Jason Grote's critically acclaimed 1001, seen in a summer 2006 workshop directed by Denver Center artistic director Kent Thompson at the Eugene O'Neill Theater Center, is now a fully realized production at DCTC's Space Theatre (performances began Jan. 18 and continue to Feb. 24). Ethan McSweeny directs.

Nearly 150 theatre professionals, playwrights, dramaturgs, directors and actors are gathering in Denver this weekend, according to a spokesman for the Tony Award-honored resident theatre.

On Feb. 9-10, four readings of new plays will surround the world premiere of 1001. The plays being presenting in reading at the Summit are:

  • Visitors' Guide to Arivaca (Map Not to Scale) by Evangeline Ordaz. "An up-to-the-minute drama of a Mexican couple desperate to emigrate to the U.S. Stranded in the harsh Sonoran desert by a swindling 'coyote,' they struggle to survive against crushing odds. This fast-moving docudrama brings a much-needed global perspective to its hot-button theme with gritty realism, humor and theatrical bravura." Visitors' Guide to Arivaca was originally commissioned by Borderlands Theatre, Tucson, AZ.
  • Shadow of Himself by Neal Bell. "Commissioned by The Civilians and inspired by interviews conducted by the company on the question of masculinity and warfare, this retelling of the 'Gilgamesh' epic is a provocative clash between the ancient and the modern. By turns that are violent, comic, erotic, tragic and profound — Shadow of Himself sparks insights into war, mortality and the enigma of male identity." Neal Bell's plays Ready for the River and The Open Boat were featured in DCTC Prima Facie new play festivals in 1988 and 1989; Ready for the River received a DCTC main stage production in 1990.
  • Our House conceived by Theresa Rebeck and Daniel Fish, written by Theresa Rebeck. "A rising TV news anchor is tripped up by her own ambition when she covers a hostage crisis — perpetrated by a man who despises her. In Our House, Rebeck skewers the trend towards TV news as entertainment, and TV anchors as media stars. Morphing swiftly from comic to catastrophic, Rebeck's biting wit and gift for social satire raises Our House into the theatrical territory shared by her earlier plays The Water's Edge, Bad Dates, and Spike Heels." An original DCTC commission.
  • Plainsong by Eric Schmiedl, based upon the novel written by Kent Haruf. "Set on the high plains of eastern Colorado, Kent Haruf's novel 'Plainsong' was a finalist for the National Book Award. In this faithful adaptation, Haruf's compelling story comes vividly to life, exploring themes of grief, loneliness, kindness and benevolence. A high school teacher is left alone to care for two young sons while two elderly bachelor brothers who know little about life beyond their farm gate come forward to help a pregnant 17-year-old with no place to turn. As the characters' lives intersect, they come together to create a new sense of family in the community." An original DCTC commission. The 2007 Colorado New Play Summit will also include a panel discussing "Crossing Cultures in the Contemporary World" – the often controversial, often enlightening role playwrights play when writing "across the racial, gender, sexual and political boundaries" of contemporary society. Denver Center artistic director Kent Thompson will moderate the discussion with playwrights Thomas Gibbons, Jason Grote, Julie Marie Myatt, Evangeline Ordaz and Octavio Solis.

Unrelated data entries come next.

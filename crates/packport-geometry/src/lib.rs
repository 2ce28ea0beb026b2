//! Packport Geometry - Target geometry documents and the model converter
//!
//! Turns a parsed block-space model plus its resolved texture slots into a
//! single-bone entity geometry, the texture copy list that goes with it,
//! and an attachable descriptor binding the two.

mod attachable;
mod converter;
mod copies;
mod geometry;

pub use attachable::{attachable_identifier, AttachableDescriptor};
pub use converter::{Conversion, GeometryConverter, DEFAULT_TEXTURE_SIZE};
pub use copies::TextureCopy;
pub use geometry::{
    geometry_identifier, Bone, FaceUv, GeometryDocument, TargetCuboid, FORMAT_VERSION,
    ROOT_BONE, ROOT_PIVOT,
};
//! Block-model to entity-geometry conversion.
//!
//! Source elements live in a 0..16 corner-anchored, Y-up cube. Target
//! cuboids are centered on X/Z = 8 with the root 24 units up, so every
//! point goes through the same remap: `(x - 8, 24 - y, z - 8)`.

use std::collections::{BTreeMap, BTreeSet};

use tracing::{debug, info};

use packport_assets::{texture_dimensions, Element, FaceName, ModelDocument, TextureSlotMap};
use packport_core::Vec3;

use crate::copies::TextureCopy;
use crate::geometry::{Bone, FaceUv, GeometryDocument, TargetCuboid, ROOT_BONE, ROOT_PIVOT};

/// Canvas edge used when no slot texture has a readable header
pub const DEFAULT_TEXTURE_SIZE: u32 = 64;

/// Output of one conversion. `notes` lists everything that was skipped
/// or approximated.
#[derive(Debug, Clone)]
pub struct Conversion {
    pub geometry: GeometryDocument,
    pub copies: Vec<TextureCopy>,
    pub notes: Vec<String>,
}

pub struct GeometryConverter {
    default_texture_size: u32,
}

impl Default for GeometryConverter {
    fn default() -> Self {
        Self::new()
    }
}

impl GeometryConverter {
    pub fn new() -> Self {
        Self {
            default_texture_size: DEFAULT_TEXTURE_SIZE,
        }
    }

    pub fn with_default_texture_size(mut self, size: u32) -> Self {
        self.default_texture_size = size;
        self
    }

    /// Convert a model and its resolved slots into a single-bone geometry.
    ///
    /// Never fails. Unreadable elements are skipped with a note and a
    /// model without elements yields an empty bone plus a note.
    pub fn convert(
        &self,
        identifier: &str,
        model: &ModelDocument,
        slots: &TextureSlotMap,
    ) -> Conversion {
        let mut notes = Vec::new();

        for skipped in &model.skipped {
            notes.push(format!("skipped element {}: {}", skipped.index, skipped.reason));
        }
        for element in &model.elements {
            notes.extend(element.dropped.iter().cloned());
        }

        let cubes: Vec<TargetCuboid> = model.elements.iter().map(convert_element).collect();
        if cubes.is_empty() {
            notes.push("model has no convertible elements".to_string());
        }

        let (texture_width, texture_height) = self.canvas_size(slots, &mut notes);
        notes.extend(unbound_face_slots(model, slots));

        info!(
            "Converted '{}': {} cubes, {}x{} canvas, {} notes",
            identifier,
            cubes.len(),
            texture_width,
            texture_height,
            notes.len()
        );

        Conversion {
            geometry: GeometryDocument {
                identifier: identifier.to_string(),
                texture_width,
                texture_height,
                bones: vec![Bone {
                    name: ROOT_BONE.to_string(),
                    pivot: ROOT_PIVOT,
                    cubes,
                }],
            },
            copies: TextureCopy::for_slots(slots),
            notes,
        }
    }

    /// Pixel size of the first slot texture whose header can be read.
    fn canvas_size(&self, slots: &TextureSlotMap, notes: &mut Vec<String>) -> (u32, u32) {
        for (slot, asset) in slots.iter() {
            match texture_dimensions(&asset.location) {
                Ok(size) => {
                    let distinct: BTreeSet<_> = slots.iter().map(|(_, a)| &a.location).collect();
                    if distinct.len() > 1 {
                        notes.push(format!(
                            "{} distinct textures bound; canvas sized from slot '{}'",
                            distinct.len(),
                            slot
                        ));
                    }
                    return size;
                }
                Err(e) => debug!("Slot '{}' has no usable header: {}", slot, e),
            }
        }

        notes.push(format!(
            "no readable slot texture; using {0}x{0} canvas",
            self.default_texture_size
        ));
        (self.default_texture_size, self.default_texture_size)
    }
}

fn remap_point(point: Vec3) -> Vec3 {
    Vec3::new(point.x - 8.0, 24.0 - point.y, point.z - 8.0)
}

fn convert_element(element: &Element) -> TargetCuboid {
    let from = Vec3::from_array(element.from);
    let to = Vec3::from_array(element.to);

    let origin = remap_point(Vec3::new(from.x, to.y, from.z));
    let size = to - from;

    let (pivot, rotation) = match element.rotation {
        Some(rotation) => {
            let mut angles = [0.0; 3];
            angles[rotation.axis.index()] = rotation.angle;
            let pivot = remap_point(Vec3::from_array(rotation.origin));
            (Some(pivot.to_array()), Some(angles))
        }
        None => (None, None),
    };

    let mut uv = BTreeMap::new();
    for face in FaceName::ALL {
        let Some(source) = element.faces.get(&face) else {
            continue;
        };
        let rect = source
            .uv
            .unwrap_or_else(|| default_face_uv(face, element.from, element.to));
        uv.insert(face, normalize_uv(rect));
    }

    TargetCuboid {
        origin: origin.to_array(),
        size: size.to_array(),
        pivot,
        rotation,
        uv,
    }
}

/// `(u1, v1, u2, v2)` to origin/size. A flipped rectangle marks a mirrored
/// face; the target format has no mirror flag, so only the extent survives.
fn normalize_uv([u1, v1, u2, v2]: [f32; 4]) -> FaceUv {
    if u1 > u2 || v1 > v2 {
        debug!("Dropping UV mirror on rect ({}, {}, {}, {})", u1, v1, u2, v2);
    }
    FaceUv {
        origin: [u1.min(u2), v1.min(v2)],
        size: [(u2 - u1).abs(), (v2 - v1).abs()],
    }
}

/// UV the source format implies for a face without an explicit `uv`
fn default_face_uv(face: FaceName, from: [f32; 3], to: [f32; 3]) -> [f32; 4] {
    match face {
        FaceName::Down | FaceName::Up => [from[0], from[2], to[0], to[2]],
        FaceName::North | FaceName::South => [from[0], 16.0 - to[1], to[0], 16.0 - from[1]],
        FaceName::East | FaceName::West => [from[2], 16.0 - to[1], to[2], 16.0 - from[1]],
    }
}

/// Notes for face textures that name a slot with no bound texture
fn unbound_face_slots(model: &ModelDocument, slots: &TextureSlotMap) -> Vec<String> {
    let unbound: BTreeSet<String> = model
        .elements
        .iter()
        .flat_map(|element| element.faces.values())
        .filter_map(|face| face.texture.as_deref())
        .filter(|texture| slots.get(texture).is_none())
        .map(|texture| texture.trim_start_matches('#').to_ascii_lowercase())
        .collect();

    unbound
        .into_iter()
        .map(|slot| format!("faces reference unbound slot '#{slot}'"))
        .collect()
}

    For more information visit www.denvercenter.org/summit or www.1001worldpremiere.com.

    *

    1001 "spins themes and variations from the classic 'A Thousand and One Arabian Nights' to explore the incarnations of love, sex, religion, cruelty and war from ancient Baghdad to the post-9/11 era," according to DCTC. "Playwright Jason Grote combines savage wit, political insight, Borgesian time-warping, and theatrical ingenuity in a dazzling tour de force that Sheherezade herself would envy."

    Other playwrights currently working on Denver Center commissioned works and attending the Summit include Colorado native Steven Dietz, author of Pulitzer Prize and Steinberg New Play Award nominee Last of the Boys; Michele Lowe, author of Outer Critics Circle Award nominee String of Pearls; and winner of The Kennedy Center's Roger L. Stevens Award, Octavio Solis, author of Santos & Santos, Man of the Flesh and El Paso Blue.